#### Problem to work on:
From the line bearing "let mut values" down to the final line of the records below, give every line again exactly and add nothing.

+++ The data

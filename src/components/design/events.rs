use bevy::prelude::*;

/// Sent whenever the user edits the design held in `DesignInput`.
#[derive(Event, Debug, Clone, Copy, Default)]
pub struct DesignChanged;
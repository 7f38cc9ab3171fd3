use std::collections::BTreeMap;

use serde::Deserialize;
use thiserror::Error;

use crate::components::{
    AirframeEntry, ComponentCatalog, EngineEntry, EquipmentEntry, Modifiers, StructureEntry,
    Supercharger, SuperchargerEntry, WingEntry,
};

#[derive(Error, Debug)]
pub enum CatalogError {
    #[error("Failed to read catalog file: {0}")]
    FileError(#[from] std::io::Error),
    #[error("Failed to parse YAML: {0}")]
    YamlError(#[from] serde_yaml::Error),
    #[error("No bundled catalog named '{0}'")]
    MissingBundled(String),
    #[error("Invalid catalog: {0}")]
    ValidationError(String),
}

/// Catalog as it appears on disk, before supercharger profiles are resolved.
#[derive(Debug, Deserialize)]
pub struct RawCatalog {
    #[serde(default)]
    pub airframes: BTreeMap<String, AirframeEntry>,
    #[serde(default)]
    pub structures: BTreeMap<String, StructureEntry>,
    #[serde(default)]
    pub wings: BTreeMap<String, WingEntry>,
    #[serde(default)]
    pub engines: BTreeMap<String, EngineEntry>,
    #[serde(default)]
    pub superchargers: BTreeMap<String, RawSuperchargerEntry>,
    #[serde(default)]
    pub equipment: BTreeMap<String, EquipmentEntry>,
}

/// Supercharger row whose profile is implied by which optional fields are present.
#[derive(Debug, Deserialize)]
pub struct RawSuperchargerEntry {
    pub name: String,
    #[serde(default)]
    pub weight: f64,
    #[serde(default)]
    pub cost: f64,
    #[serde(default = "default_reliability")]
    pub reliability: f64,
    pub optimal_altitude: Option<f64>,
    pub optimal_altitudes: Option<Vec<f64>>,
    pub altitude_limit: Option<f64>,
    pub power_modifier: Option<f64>,
    #[serde(default)]
    pub modifiers: Modifiers,
}

pub(crate) fn default_reliability() -> f64 {
    1.0
}

impl RawSuperchargerEntry {
    /// Resolves the profile: a single rated altitude wins over a list of rated
    /// altitudes, which wins over an altitude limit. No field means no supercharger.
    pub fn profile(&self) -> Supercharger {
        let power_modifier = self.power_modifier.unwrap_or(1.0);
        match (
            self.optimal_altitude,
            &self.optimal_altitudes,
            self.altitude_limit,
        ) {
            (Some(optimal_altitude), _, _) => Supercharger::SingleAltitudeRated {
                optimal_altitude,
                power_modifier,
            },
            (None, Some(altitudes), _) if !altitudes.is_empty() => {
                Supercharger::MultiAltitudeRated {
                    optimal_altitudes: altitudes.clone(),
                    power_modifier,
                }
            }
            (None, Some(_), limit) => Supercharger::AltitudeLimited {
                altitude_limit: limit.unwrap_or(0.0),
                power_modifier,
            },
            (None, None, Some(altitude_limit)) => Supercharger::AltitudeLimited {
                altitude_limit,
                power_modifier,
            },
            (None, None, None) => Supercharger::NaturallyAspirated,
        }
    }
}

impl ComponentCatalog {
    pub fn from_raw(raw: RawCatalog) -> Result<Self, CatalogError> {
        let superchargers = raw
            .superchargers
            .into_iter()
            .map(|(key, entry)| {
                let profile = entry.profile();
                let resolved = SuperchargerEntry {
                    name: entry.name,
                    profile,
                    weight: entry.weight,
                    cost: entry.cost,
                    reliability: entry.reliability,
                    modifiers: entry.modifiers,
                };
                (key, resolved)
            })
            .collect();

        let catalog = ComponentCatalog {
            airframes: raw.airframes,
            structures: raw.structures,
            wings: raw.wings,
            engines: raw.engines,
            superchargers,
            equipment: raw.equipment,
        };
        catalog.validate()?;
        Ok(catalog)
    }
}
//! Aircraft design performance calculator.
//!
//! Resolves a [`DesignSnapshot`](components::DesignSnapshot) against a
//! [`ComponentCatalog`](components::ComponentCatalog) and derives speed, climb,
//! ceiling, range and turn figures. The numerics are plain functions in
//! [`systems`]; [`plugins::DesignEvaluatorPlugin`] drives them from bevy events.

pub mod components;
pub mod plugins;
pub mod resources;
pub mod systems;
pub mod utils;

pub use components::{ComponentCatalog, DesignSnapshot, PerformanceRecord, SolverConfig};
pub use systems::evaluate_design;
pub use utils::{DesignError, Result};
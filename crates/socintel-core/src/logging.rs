//! Logging init: append to a file under the XDG state dir, falling back to
//! stderr when that file cannot be opened.

use anyhow::Result;
use std::fs;
use std::path::PathBuf;
use std::sync::Mutex;
use tracing_subscriber::EnvFilter;

const DEFAULT_FILTER: &str = "info,socintel=debug,socintel_core=debug";

fn env_filter() -> EnvFilter {
    EnvFilter::try_from_default_env().unwrap_or_else(|_| EnvFilter::new(DEFAULT_FILTER))
}

/// Path of the log file: `~/.local/state/socintel/socintel.log`.
pub fn log_file_path() -> Result<PathBuf> {
    let xdg_dirs = xdg::BaseDirectories::with_prefix("socintel")?;
    Ok(xdg_dirs.place_state_file("socintel.log")?)
}

fn open_log_file() -> Result<(PathBuf, fs::File)> {
    let path = log_file_path()?;
    if let Some(parent) = path.parent() {
        fs::create_dir_all(parent)?;
    }
    let file = fs::OpenOptions::new().create(true).append(true).open(&path)?;
    Ok((path, file))
}

/// Install the global subscriber. Returns the log file in use, or `None`
/// when logging went to stderr.
pub fn init_logging() -> Option<PathBuf> {
    match open_log_file() {
        Ok((path, file)) => {
            tracing_subscriber::fmt()
                .with_env_filter(env_filter())
                .with_writer(Mutex::new(file))
                .with_ansi(false)
                .init();
            tracing::info!("socintel logging initialized at {}", path.display());
            Some(path)
        }
        Err(e) => {
            tracing_subscriber::fmt()
                .with_env_filter(env_filter())
                .with_writer(std::io::stderr)
                .with_ansi(false)
                .init();
            tracing::warn!("log file unavailable, logging to stderr: {e:#}");
            None
        }
    }
}
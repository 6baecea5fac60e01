//! `socintel expand <template>` – expand a lookup URL template.

use anyhow::Result;
use socintel_core::template::{expand, LookupValues};

pub fn run_expand(
    template: &str,
    ip: Option<String>,
    hash: Option<String>,
    url: Option<String>,
) -> Result<()> {
    let mut values = url.map(LookupValues::url).unwrap_or_default();
    values.ip = ip;
    values.hash = hash;
    println!("{}", expand(template, &values));
    Ok(())
}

++++++

#### Output:
    let mut values = url.map(LookupValues::url).unwrap_or_default();
    values.ip = ip;
    values.hash = hash;
    println!("{}", expand(template, &values));
    Ok(())
}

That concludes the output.